## Problem statement
Reproduce all entries verbatim, with nothing added or dropped.

## Records shown
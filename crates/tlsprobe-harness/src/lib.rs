//! Verification harness for the tlsprobe demo.
//!
//! This crate provides:
//! - In-process scenario runs: drive a storage scope and verify every trace
//! - Capture verify: spawn a probe executable, parse its diagnostic output,
//!   and check the storage-scope invariant per thread
//! - Report generation: machine-readable JSON probe reports with a SHA-256
//!   fingerprint of the raw capture
//! - `asm-hex`: wrap assembly text with a fixed directive header, run it
//!   through an external assembler, and print the flat code bytes as hex

#![forbid(unsafe_code)]

pub mod asm_hex;
pub mod report;
pub mod runner;
pub mod structured_log;

pub use report::{ProbeReport, TraceResult};
pub use runner::{Capture, HarnessError, run_in_process, run_probe, verify_capture};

## Task output
filename crates/tlsprobe-harness/src/lib.rs
//! Verification harness for the tlsprobe demo.
//!
//! This crate provides:
//! - In-process scenario runs: drive a storage scope and verify every trace
//! - Capture verify: spawn a probe executable, parse its diagnostic output,
//!   and check the storage-scope invariant per thread
//! - Report generation: machine-readable JSON probe reports with a SHA-256
//!   fingerprint of the raw capture
//! - `asm-hex`: wrap assembly text with a fixed directive header, run it
//!   through an external assembler, and print the flat code bytes as hex

#![forbid(unsafe_code)]

pub mod asm_hex;
pub mod report;
pub mod runner;
pub mod structured_log;

pub use report::{ProbeReport, TraceResult};
pub use runner::{Capture, HarnessError, run_in_process, run_probe, verify_capture};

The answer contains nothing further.